### YOUR OBJECTIVE:
Look through the data below, tally the lines where "match" occurs, and write the total alone.

Collected data

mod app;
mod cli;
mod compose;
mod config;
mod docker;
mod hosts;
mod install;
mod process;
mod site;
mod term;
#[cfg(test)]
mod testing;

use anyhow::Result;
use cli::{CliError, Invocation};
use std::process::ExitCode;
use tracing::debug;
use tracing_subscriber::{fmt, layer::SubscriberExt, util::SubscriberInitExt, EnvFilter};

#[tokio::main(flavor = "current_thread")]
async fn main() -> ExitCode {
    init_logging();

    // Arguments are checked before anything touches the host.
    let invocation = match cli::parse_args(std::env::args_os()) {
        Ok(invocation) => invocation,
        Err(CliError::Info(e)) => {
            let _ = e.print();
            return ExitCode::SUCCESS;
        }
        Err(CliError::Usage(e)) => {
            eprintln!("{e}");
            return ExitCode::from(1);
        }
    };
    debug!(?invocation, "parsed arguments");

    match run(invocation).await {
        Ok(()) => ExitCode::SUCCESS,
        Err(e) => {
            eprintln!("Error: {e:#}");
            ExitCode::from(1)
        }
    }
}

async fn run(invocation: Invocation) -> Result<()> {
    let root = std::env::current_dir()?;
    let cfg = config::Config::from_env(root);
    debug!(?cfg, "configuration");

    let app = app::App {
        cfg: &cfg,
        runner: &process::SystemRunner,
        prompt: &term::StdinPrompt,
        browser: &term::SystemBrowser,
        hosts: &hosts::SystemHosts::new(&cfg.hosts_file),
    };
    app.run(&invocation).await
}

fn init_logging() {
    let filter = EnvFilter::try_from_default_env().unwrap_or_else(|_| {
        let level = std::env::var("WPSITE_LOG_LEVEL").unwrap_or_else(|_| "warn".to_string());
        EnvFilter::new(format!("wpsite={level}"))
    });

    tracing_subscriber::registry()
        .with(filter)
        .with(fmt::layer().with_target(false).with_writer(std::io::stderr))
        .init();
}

==

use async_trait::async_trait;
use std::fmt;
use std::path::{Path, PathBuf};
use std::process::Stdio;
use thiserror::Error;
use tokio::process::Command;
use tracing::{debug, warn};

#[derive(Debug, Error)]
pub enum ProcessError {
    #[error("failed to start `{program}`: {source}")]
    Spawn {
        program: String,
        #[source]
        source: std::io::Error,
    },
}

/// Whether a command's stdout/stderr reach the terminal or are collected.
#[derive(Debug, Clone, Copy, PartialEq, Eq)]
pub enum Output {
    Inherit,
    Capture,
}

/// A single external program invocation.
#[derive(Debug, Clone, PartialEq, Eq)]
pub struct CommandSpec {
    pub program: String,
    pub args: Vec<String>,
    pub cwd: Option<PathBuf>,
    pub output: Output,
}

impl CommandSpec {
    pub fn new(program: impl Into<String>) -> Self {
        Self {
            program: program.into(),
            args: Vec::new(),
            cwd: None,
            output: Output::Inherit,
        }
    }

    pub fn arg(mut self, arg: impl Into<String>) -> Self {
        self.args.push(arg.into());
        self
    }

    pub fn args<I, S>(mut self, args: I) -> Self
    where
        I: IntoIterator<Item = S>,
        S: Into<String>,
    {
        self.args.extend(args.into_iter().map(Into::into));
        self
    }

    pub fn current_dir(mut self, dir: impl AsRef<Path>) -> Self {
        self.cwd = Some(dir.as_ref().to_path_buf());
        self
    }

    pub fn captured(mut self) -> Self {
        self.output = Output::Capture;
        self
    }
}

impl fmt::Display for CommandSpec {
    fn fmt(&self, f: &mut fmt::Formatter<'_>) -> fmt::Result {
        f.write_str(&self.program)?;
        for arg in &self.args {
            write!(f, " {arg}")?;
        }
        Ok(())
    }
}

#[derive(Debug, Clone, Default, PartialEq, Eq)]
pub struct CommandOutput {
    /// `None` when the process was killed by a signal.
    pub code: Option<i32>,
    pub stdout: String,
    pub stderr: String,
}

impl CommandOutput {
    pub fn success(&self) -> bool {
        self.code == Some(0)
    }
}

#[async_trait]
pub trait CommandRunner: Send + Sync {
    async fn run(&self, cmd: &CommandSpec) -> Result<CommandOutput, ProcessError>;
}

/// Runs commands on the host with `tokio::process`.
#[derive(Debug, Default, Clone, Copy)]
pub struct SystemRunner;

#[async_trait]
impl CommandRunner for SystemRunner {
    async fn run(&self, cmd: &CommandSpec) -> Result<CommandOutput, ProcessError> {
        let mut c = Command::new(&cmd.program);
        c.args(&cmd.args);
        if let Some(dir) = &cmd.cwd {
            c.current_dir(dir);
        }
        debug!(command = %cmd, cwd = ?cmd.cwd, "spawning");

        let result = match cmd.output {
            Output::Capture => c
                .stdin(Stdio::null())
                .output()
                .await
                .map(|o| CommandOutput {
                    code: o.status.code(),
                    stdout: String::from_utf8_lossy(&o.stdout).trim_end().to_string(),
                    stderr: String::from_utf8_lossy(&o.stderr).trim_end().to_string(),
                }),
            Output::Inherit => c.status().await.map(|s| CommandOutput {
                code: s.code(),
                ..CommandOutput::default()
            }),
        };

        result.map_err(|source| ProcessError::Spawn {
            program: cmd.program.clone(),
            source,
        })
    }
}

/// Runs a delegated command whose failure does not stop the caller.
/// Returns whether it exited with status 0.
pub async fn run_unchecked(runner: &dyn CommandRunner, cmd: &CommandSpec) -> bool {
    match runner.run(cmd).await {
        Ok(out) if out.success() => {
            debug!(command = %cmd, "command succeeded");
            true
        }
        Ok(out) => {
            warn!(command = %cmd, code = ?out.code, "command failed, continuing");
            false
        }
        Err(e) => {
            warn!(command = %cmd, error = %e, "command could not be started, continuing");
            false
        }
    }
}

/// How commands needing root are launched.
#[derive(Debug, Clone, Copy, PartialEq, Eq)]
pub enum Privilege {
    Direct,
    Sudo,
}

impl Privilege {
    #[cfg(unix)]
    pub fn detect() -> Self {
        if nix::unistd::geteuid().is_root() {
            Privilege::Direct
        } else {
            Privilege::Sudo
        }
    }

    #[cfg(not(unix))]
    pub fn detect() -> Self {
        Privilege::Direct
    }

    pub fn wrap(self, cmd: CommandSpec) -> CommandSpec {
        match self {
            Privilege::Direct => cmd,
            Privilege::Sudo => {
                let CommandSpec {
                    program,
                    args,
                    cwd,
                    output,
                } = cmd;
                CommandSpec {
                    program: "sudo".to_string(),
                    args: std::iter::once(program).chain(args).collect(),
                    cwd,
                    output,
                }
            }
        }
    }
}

### RESPONSE:
5